Para comenzar, coloque el dispositivo micro sim ensamblado en abrazaderas de manguera estériles. Cultive el dispositivo en una placa de Petri grande y estéril. Para mayor humedad, coloque una tapa de tubo cónico de 50 mililitros llena de agua estéril.
Para preparar el dispositivo para el cultivo celular, enjuague la cámara superior con 100 microlitros de agua. A continuación, prepare una solución de recubrimiento mezclando colágeno cuatro, fibronectina bovina y agua estéril. Retire el agua de la cámara superior y agregue 100 microlitros de solución de recubrimiento.
Incubar la cámara a 37 grados centígrados durante dos a cuatro horas. Después de la incubación, reemplace la solución de recubrimiento en la cámara superior con 100 microlitros de HECSR a temperatura ambiente. Agregue 20 microlitros de solución HECSR en la cámara inferior.
Para pasar, las células similares a EECM-BMEC, agregue una mezcla de enzimas de desprendimiento celular a las células e incube a 37 grados centígrados durante cinco a ocho minutos. A continuación, pipetee la suspensión celular y agréguela a cuatro veces el volumen del medio endotelial en un tubo de centrífuga. Centrifugar a 200G durante cinco minutos y volver a suspender las células en un mililitro de HECSR.
Siembre las células a una densidad de 40.000 células por centímetro cuadrado en la cámara superior e incube a 37 grados centígrados durante dos a cuatro horas para facilitar la adhesión celular. Después de la incubación, intercambie el medio con HECSR fresco en ambas cámaras.
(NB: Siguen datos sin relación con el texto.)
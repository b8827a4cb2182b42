//! Provider boundary.
//!
//! The gateway talks to exactly one configured text-generation provider
//! through [`CompletionProvider`] — a single synchronous request/response
//! call. Failures surface as typed errors (timeout, upstream rate limit,
//! malformed response); the gateway never retries, selects fallbacks, or
//! holds state across calls.

pub mod http;

pub use http::HttpCompletionProvider;

use async_trait::async_trait;

use crate::Result;
use crate::types::{CompletionRequest, FinishReason};

/// Raw completion as returned by a provider, before the gateway wraps it
/// in a [`CompletionResponse`](crate::types::CompletionResponse) envelope.
#[derive(Debug, Clone)]
pub struct ProviderCompletion {
    pub content: String,
    pub model: String,
    pub prompt_tokens: u32,
    pub completion_tokens: u32,
    pub total_tokens: u32,
    pub finish_reason: FinishReason,
}

/// A text-generation provider.
#[async_trait]
pub trait CompletionProvider: Send + Sync {
    /// Provider name for logging and response attribution.
    fn name(&self) -> &str;

    /// Perform one completion call.
    async fn complete(&self, request: &CompletionRequest) -> Result<ProviderCompletion>;
}
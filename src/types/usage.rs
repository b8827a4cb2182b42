//! Read-only usage introspection types

use serde::{Deserialize, Serialize};

use crate::limiter::RateLimits;

/// Snapshot of a caller's current admission counters, for UI display.
#[derive(Debug, Clone, Serialize, Deserialize)]
pub struct UserUsage {
    pub requests_this_minute: u64,
    pub requests_today: u64,
    pub limits: RateLimits,
}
Fije las celdas agregando 20 microlitros de metanol al 100%, enfriado a menos 20 grados centígrados en la cámara inferior y 50 microlitros en la cámara superior.
Incube el dispositivo a temperatura ambiente durante dos a 10 minutos. A continuación, lave las células agregando 20 microlitros de PBS en la cámara inferior y 100 microlitros en la cámara superior. Después de cada lavado, confirme la ausencia de burbujas en la cámara inferior.
Bloquee las células durante 30 minutos agregando 20 microlitros de la solución de bloqueo en la cámara inferior y 50 microlitros en la cámara superior. Después del bloqueo, reemplace el volumen en la cámara superior con 50 microlitros de la solución de anticuerpos primarios e incube durante una hora a temperatura ambiente. Después del lavado con PBS, agregue 50 microlitros de la solución de anticuerpos secundarios en la cámara superior e incube durante una hora protegido de la luz.
Después del lavado de PBS, agregue 50 microlitros de Hoechst a la cámara superior e incube durante tres minutos. Luego agregue 20 microlitros de PBS a la cámara inferior y 100 microlitros a la cámara superior. Tome imágenes del dispositivo inmediatamente en un microscopio confocal.
Localice la ventana de la membrana utilizando un objetivo húmedo de larga distancia de trabajo 40x y cambie a los canales de fluorescencia para comprobar la tinción de Hoechst y de unión. Aquí se muestran las densidades óptimas de asiento para el cultivo celular HIPSC y el BPLC de semilla. El cocultivo derivado de HIPSC fue más fácil de distinguir en las imágenes de contraste de fase que los cocultivos primarios.
La siembra baja de BPLC da como resultado una cobertura de parásitos deficiente y la aglomeración, mientras que comer en exceso hace que la capa de parásitos se desprenda de la membrana. En el cocultivo celular derivado de HIPSC inmunoteñido, se observaron dos capas de células muy próximas, separadas solo por una delgada nanomembrana de nitruro de silicio. En el ensayo de permeabilidad, la alta variabilidad en la permeabilidad de las células endoteliales cultivadas durante dos días indica que dos días de cultivo fueron insuficientes para la maduración de la barrera.
Además, no hubo diferencias significativas en la permeabilidad entre los laboratorios tras la maduración de barrera a partir de los cuatro días.